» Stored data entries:
>>>>

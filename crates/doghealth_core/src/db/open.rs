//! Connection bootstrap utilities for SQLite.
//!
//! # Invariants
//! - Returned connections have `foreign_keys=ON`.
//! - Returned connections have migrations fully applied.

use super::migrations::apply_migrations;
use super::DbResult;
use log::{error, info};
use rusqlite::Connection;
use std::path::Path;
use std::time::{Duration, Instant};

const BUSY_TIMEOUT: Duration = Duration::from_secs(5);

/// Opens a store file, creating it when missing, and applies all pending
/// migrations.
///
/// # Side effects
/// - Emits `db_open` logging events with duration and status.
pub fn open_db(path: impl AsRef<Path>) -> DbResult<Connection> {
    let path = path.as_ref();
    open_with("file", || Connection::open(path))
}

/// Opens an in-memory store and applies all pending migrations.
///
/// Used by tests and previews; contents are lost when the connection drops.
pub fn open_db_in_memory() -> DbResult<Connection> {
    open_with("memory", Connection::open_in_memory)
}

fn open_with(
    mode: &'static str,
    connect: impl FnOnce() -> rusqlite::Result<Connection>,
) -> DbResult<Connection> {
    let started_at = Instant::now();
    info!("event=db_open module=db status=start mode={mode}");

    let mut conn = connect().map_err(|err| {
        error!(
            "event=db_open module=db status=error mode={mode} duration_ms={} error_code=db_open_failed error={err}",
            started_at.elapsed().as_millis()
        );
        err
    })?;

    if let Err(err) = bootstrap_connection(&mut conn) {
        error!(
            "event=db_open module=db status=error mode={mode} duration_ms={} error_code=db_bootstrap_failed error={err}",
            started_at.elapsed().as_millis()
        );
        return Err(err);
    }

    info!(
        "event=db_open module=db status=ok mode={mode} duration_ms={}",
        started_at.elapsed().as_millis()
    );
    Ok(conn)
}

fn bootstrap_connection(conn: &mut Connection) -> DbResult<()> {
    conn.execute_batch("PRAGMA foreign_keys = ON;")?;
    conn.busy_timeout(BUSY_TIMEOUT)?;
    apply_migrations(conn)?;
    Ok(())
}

<<<<

Give back exactly the lines running from the line that has "conn.busy_timeout(BUSY_TIMEOUT)?;" to the end of the entries above.

    conn.busy_timeout(BUSY_TIMEOUT)?;
    apply_migrations(conn)?;
    Ok(())
}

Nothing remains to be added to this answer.